Study Shows Nurses are Regular Targets of Violence

UBC Reports | Vol. 50 | No. 3 | Mar.
4, 2004

But 70 per cent of incidents go unreported

By Hilary Thomson

When she went on shift that day in May 1992, Dorothy Leslie
thought it would just be another day at work. It turned out
to be her last.

An emergency room nurse with 12 years’ experience, Leslie
was the victim of a violent assault — kicked hard in the
back by a patient high on drugs — that severely aggravated
a recent back injury and resulted in chronic disability.

“I still can’t believe I’m not able to work — it all happened
in the blink of an eye,” she says. She charged the man with
assault and he was sentenced to two years plus probation.

This is the kind of situation UBC Nursing Assoc. Prof. Angela
Henderson has explored in one of only a handful of qualitative
studies ever done on nurses’ experience of workplace
violence. She interviewed about 50 nurses working in four
different clinical departments in hospitals and clinics in
western Canada and the U.K.

She found that nurses routinely encounter verbal abuse and
physical violence in the workplace.

“Nursing is a physically dangerous job — that’s nothing
new,” says Henderson, whose research focus is women and violence.
“Nurses expect a certain amount of abuse from dealing with
patients and families who are stressed. However, they were
profoundly affected by the level of ‘unnecessary’ abuse directed
at them.”

Henderson says these experiences not only have implications
for nurses’ ability to be effective in their work but
may also make it difficult to attract and retain nurses, a
key issue in the face of international nursing shortages.

Linda Silas, president of the Canadian Federation of Nurses
Unions, agrees.

“This is a growing problem because violence at work
is not being addressed, despite zero tolerance policies,”
she says, noting that few incidents result in charges being
laid with police. “It’s hard to focus on this
issue when the nursing shortage issue is so acute. But when
workplaces are understaffed it just adds to the pressure for
both nurses and patients and aggressiveness builds.”

Henderson’s findings, recently published in the Canadian
Journal of Nursing Leadership, were that nearly all the nurses
interviewed had been personally threatened at work and several
had been assaulted and disabled from work because of injuries.

One emergency room (ER) nurse was admitted on a stretcher
to her own ER following an attack by a man angry at being
kept waiting to have his sore throat examined. In addition
to physical assaults, violent acts reported in the study included
emotional abuse, sexual harassment and sexual assault.

Vickie Fowler, (not interviewed in the study) is an emergency
room nurse with 25 years’ experience. She was bitten
by a violent patient who was being restrained by six people.
The patient had hepatitis C and Fowler spent a year having
blood tests to find out if she had contracted the disease.

“I was furious — I was trying to save her life,” says Fowler,
who says she was pretty disappointed in the support she received
from management. She charged the individual with assault and
the woman was sentenced to six months’ house arrest. “We have
to stand up for our own rights. I tell my co-workers that.
It’s just not right to put up with the abuse.”

Inadequate response by administrators was a common theme
in the nurses’ accounts. Supervisors often were unsupportive
and some nurses who had been assaulted or threatened were
discouraged from reporting the violation to supervisors, administrators
or the police. An ER nurse who had been attacked was told
to delay her police interview and go back to work.

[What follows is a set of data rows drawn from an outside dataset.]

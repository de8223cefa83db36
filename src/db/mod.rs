// SPDX-License-Identifier: MIT
// Copyright 2026 Roland Dreier <roland@rolandd.dev>

//! Database layer (Firestore, or in-memory for development).

pub mod firestore;
pub mod in_memory;
pub mod store;

pub use firestore::FirestoreDb;
pub use in_memory::InMemoryDb;
pub use store::{EventStore, UserStore};

/// Collection names as constants.
pub mod collections {
    pub const USERS: &str = "users";
    pub const EVENTS: &str = "events";
    /// Create-only reservations enforcing unique usernames (Firestore only).
    pub const USERNAMES: &str = "user_usernames";
    /// Create-only reservations enforcing unique emails (Firestore only).
    pub const EMAILS: &str = "user_emails";
}
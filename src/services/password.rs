// SPDX-License-Identifier: MIT
// Copyright 2026 Roland Dreier <roland@rolandd.dev>

//! Salted password hashing with Argon2id.

use crate::config::{ConfigError, HashCost};
use crate::error::AppError;
use argon2::password_hash::{
    rand_core::OsRng, PasswordHash, PasswordHasher as _, PasswordVerifier as _, SaltString,
};
use argon2::{Algorithm, Argon2, Params, Version};

/// Hashes and verifies passwords. Cheap to clone.
#[derive(Debug, Clone)]
pub struct PasswordHasher {
    params: Params,
}

impl PasswordHasher {
    pub fn new(cost: HashCost) -> Result<Self, ConfigError> {
        let params = Params::new(cost.memory_kib, cost.iterations, cost.parallelism, None)
            .map_err(|e| ConfigError::Invalid {
                name: "PASSWORD_HASH_*",
                reason: e.to_string(),
            })?;
        Ok(Self { params })
    }

    fn argon2(&self) -> Argon2<'static> {
        Argon2::new(Algorithm::Argon2id, Version::V0x13, self.params.clone())
    }

    /// Hash with a fresh random salt. The result is a PHC string carrying
    /// the algorithm, cost and salt alongside the hash.
    pub fn hash(&self, plaintext: &str) -> Result<String, AppError> {
        let salt = SaltString::generate(&mut OsRng);
        self.argon2()
            .hash_password(plaintext.as_bytes(), &salt)
            .map(|hash| hash.to_string())
            .map_err(|e| AppError::Internal(anyhow::anyhow!("Failed to hash password: {}", e)))
    }

    /// Check `plaintext` against a stored PHC string, using the cost and
    /// salt recorded in it. Malformed hashes verify as false.
    pub fn verify(&self, plaintext: &str, hashed: &str) -> bool {
        let Ok(parsed) = PasswordHash::new(hashed) else {
            return false;
        };
        self.argon2()
            .verify_password(plaintext.as_bytes(), &parsed)
            .is_ok()
    }

    /// [`hash`](Self::hash) on the blocking pool.
    pub async fn hash_blocking(&self, plaintext: String) -> Result<String, AppError> {
        let hasher = self.clone();
        tokio::task::spawn_blocking(move || hasher.hash(&plaintext))
            .await
            .map_err(|e| AppError::Internal(anyhow::anyhow!("Hashing task failed: {}", e)))?
    }

    /// [`verify`](Self::verify) on the blocking pool. A failed task is an
    /// error, not a mismatch.
    pub async fn verify_blocking(
        &self,
        plaintext: String,
        hashed: String,
    ) -> Result<bool, AppError> {
        let hasher = self.clone();
        tokio::task::spawn_blocking(move || hasher.verify(&plaintext, &hashed))
            .await
            .map_err(|e| AppError::Internal(anyhow::anyhow!("Verification task failed: {}", e)))
    }
}

#[cfg(test)]
mod tests {
    use super::*;
    use crate::config::Config;

    fn hasher() -> PasswordHasher {
        PasswordHasher::new(Config::test_default().hash_cost).unwrap()
    }

    #[test]
    fn test_hash_and_verify() {
        let hasher = hasher();
        let hash = hasher.hash("pw1").unwrap();

        assert_ne!(hash, "pw1");
        assert!(hash.starts_with("$argon2id$"));
        assert!(hasher.verify("pw1", &hash));
        assert!(!hasher.verify("wrong", &hash));
    }

    #[test]
    fn test_salt_differs_per_call() {
        let hasher = hasher();
        let hash1 = hasher.hash("same").unwrap();
        let hash2 = hasher.hash("same").unwrap();

        assert_ne!(hash1, hash2);
        assert!(hasher.verify("same", &hash1));
        assert!(hasher.verify("same", &hash2));
    }

    #[test]
    fn test_verify_uses_cost_embedded_in_hash() {
        let cheap = hasher();
        let stronger = PasswordHasher::new(HashCost {
            memory_kib: 64,
            iterations: 2,
            parallelism: 1,
        })
        .unwrap();

        let hash = stronger.hash("pw").unwrap();
        assert!(cheap.verify("pw", &hash));
    }

    #[test]
    fn test_verify_malformed_hash_is_false() {
        let hasher = hasher();
        assert!(!hasher.verify("pw", "plaintext-not-a-hash"));
        assert!(!hasher.verify("pw", ""));
    }

    #[test]
    fn test_invalid_cost_rejected() {
        let err = PasswordHasher::new(HashCost {
            memory_kib: 1,
            iterations: 0,
            parallelism: 1,
        })
        .unwrap_err();
        assert!(matches!(err, ConfigError::Invalid { .. }));
    }

    #[tokio::test]
    async fn test_blocking_variants() {
        let hasher = hasher();
        let hash = hasher.hash_blocking("pw".to_string()).await.unwrap();
        assert!(hasher
            .verify_blocking("pw".to_string(), hash.clone())
            .await
            .unwrap());
        assert!(!hasher
            .verify_blocking("nope".to_string(), hash)
            .await
            .unwrap());
    }

    #[test]
    fn test_verify_task_failure_is_an_error() {
        let hasher = hasher();
        let hash = hasher.hash("pw").unwrap();

        // Blocking tasks spawned after shutdown are cancelled.
        let runtime = tokio::runtime::Builder::new_multi_thread()
            .worker_threads(1)
            .build()
            .unwrap();
        let handle = runtime.handle().clone();
        runtime.shutdown_background();

        let result = handle.block_on(hasher.verify_blocking("pw".to_string(), hash));
        assert!(matches!(result, Err(AppError::Internal(_))));
    }
}
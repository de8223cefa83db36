// SPDX-License-Identifier: MIT
// Copyright 2026 Roland Dreier <roland@rolandd.dev>

//! Event repository: CRUD over the event store.

use crate::db::EventStore;
use crate::error::AppError;
use crate::models::{Event, EventUpdate, NewEvent};
use std::sync::Arc;

#[derive(Clone)]
pub struct EventRepository {
    store: Arc<dyn EventStore>,
}

impl EventRepository {
    pub fn new(store: Arc<dyn EventStore>) -> Self {
        Self { store }
    }

    /// Store a new event with whatever participant list it carries.
    /// Participants are not checked against the user collection here.
    pub async fn create(&self, new_event: NewEvent) -> Result<Event, AppError> {
        let event = Event {
            id: uuid::Uuid::new_v4().to_string(),
            name: new_event.name,
            schedule: new_event.schedule,
            address: new_event.address,
            participants: new_event.participants,
        };

        self.store.insert_event(&event).await?;
        tracing::info!(
            event_id = %event.id,
            participants = event.participants.len(),
            "Event created"
        );

        Ok(event)
    }

    pub async fn get_by_id(&self, id: &str) -> Result<Option<Event>, AppError> {
        self.store.get_event(id).await
    }

    pub async fn list(&self) -> Result<Vec<Event>, AppError> {
        self.store.list_events().await
    }

    pub async fn update_by_id(&self, id: &str, update: EventUpdate) -> Result<Event, AppError> {
        let mut event = self
            .store
            .get_event(id)
            .await?
            .ok_or_else(|| AppError::NotFound(format!("Event {} not found", id)))?;

        if let Some(name) = update.name {
            event.name = name;
        }
        if let Some(schedule) = update.schedule {
            event.schedule = schedule;
        }
        if let Some(address) = update.address {
            event.address = Some(address);
        }

        let stored = self
            .store
            .update_event_details(&event)
            .await?
            .ok_or_else(|| AppError::NotFound(format!("Event {} not found", id)))?;

        tracing::info!(event_id = %stored.id, "Event updated");
        Ok(stored)
    }

    /// Delete an event. The caller is responsible for removing it from the
    /// returned event's participants.
    pub async fn delete_by_id(&self, id: &str) -> Result<Event, AppError> {
        let event = self
            .store
            .delete_event(id)
            .await?
            .ok_or_else(|| AppError::NotFound(format!("Event {} not found", id)))?;
        tracing::info!(event_id = %event.id, "Event deleted");
        Ok(event)
    }
}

In addition, some nurses’ stories described a double
standard where violence against nurses was accepted but violence
against doctors was not.

“Interestingly, it’s the situations where nurses felt they
were held in contempt that bothered them the most — not the
lethal or dangerous ones,” says Henderson. “When administrators
tolerate verbal or physical violence against nurses, they
send a message to the public and to nurses that they are not
valued.”

Despite descriptions of high levels of abuse, most nurses
feel that no one other than nurses takes the threats seriously,
says Henderson. As many as 70 per cent of incidents are unreported
according to a 2001 study of nurses’ experience of violence
in Alberta and B.C. hospitals, reported in the Canadian Journal
of Nursing Research. That study also reported that nearly
half of the almost 9,000 nurses surveyed had experienced one
or more types of violence in the last five shifts worked.

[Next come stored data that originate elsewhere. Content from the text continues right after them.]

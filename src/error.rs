// SPDX-License-Identifier: MIT
// Copyright 2026 Roland Dreier <roland@rolandd.dev>

//! Application error types with consistent API responses.

use axum::{
    extract::rejection::JsonRejection,
    http::StatusCode,
    response::{IntoResponse, Response},
    Json,
};
use serde::Serialize;

/// Application error type that converts to HTTP responses.
#[derive(Debug, thiserror::Error)]
pub enum AppError {
    #[error("Invalid request: {0}")]
    Validation(String),

    #[error("Duplicate key: {0}")]
    DuplicateKey(String),

    #[error("Resource not found: {0}")]
    NotFound(String),

    /// Same message for unknown usernames and wrong passwords.
    #[error("Invalid username or password")]
    AuthenticationFailed,

    #[error("Database error: {0}")]
    Database(String),

    #[error("Internal server error: {0}")]
    Internal(#[from] anyhow::Error),
}

impl From<JsonRejection> for AppError {
    fn from(rejection: JsonRejection) -> Self {
        AppError::Validation(rejection.body_text())
    }
}

impl From<validator::ValidationErrors> for AppError {
    fn from(errors: validator::ValidationErrors) -> Self {
        AppError::Validation(errors.to_string())
    }
}

/// JSON error response body
#[derive(Serialize)]
struct ErrorResponse {
    error: String,
    #[serde(skip_serializing_if = "Option::is_none")]
    details: Option<String>,
}

impl IntoResponse for AppError {
    fn into_response(self) -> Response {
        let (status, error, details) = match &self {
            AppError::Validation(msg) => (
                StatusCode::BAD_REQUEST,
                "validation_error",
                Some(msg.clone()),
            ),
            AppError::DuplicateKey(msg) => {
                (StatusCode::BAD_REQUEST, "duplicate_key", Some(msg.clone()))
            }
            AppError::NotFound(msg) => (StatusCode::NOT_FOUND, "not_found", Some(msg.clone())),
            AppError::AuthenticationFailed => (
                StatusCode::UNAUTHORIZED,
                "invalid_credentials",
                Some(self.to_string()),
            ),
            AppError::Database(msg) => {
                tracing::error!(error = %msg, "Database error");
                (StatusCode::INTERNAL_SERVER_ERROR, "database_error", None)
            }
            AppError::Internal(err) => {
                tracing::error!(error = %err, "Internal server error");
                (StatusCode::INTERNAL_SERVER_ERROR, "internal_error", None)
            }
        };

        let body = ErrorResponse {
            error: error.to_string(),
            details,
        };

        (status, Json(body)).into_response()
    }
}

/// Result type alias for handlers
pub type Result<T> = std::result::Result<T, AppError>;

Henderson would like to see more reporting to bring the issue
out into the open and allow for interventions. Most important,
she says, is that health-care workplaces must exemplify safety.

“If nurses are to support others, they must feel supported
and safe themselves. In particular, if we want nurses to work
with female victims of violence, we need to demonstrate that
nurses’ safety is important and that they will be protected
when they intervene in difficult situations.”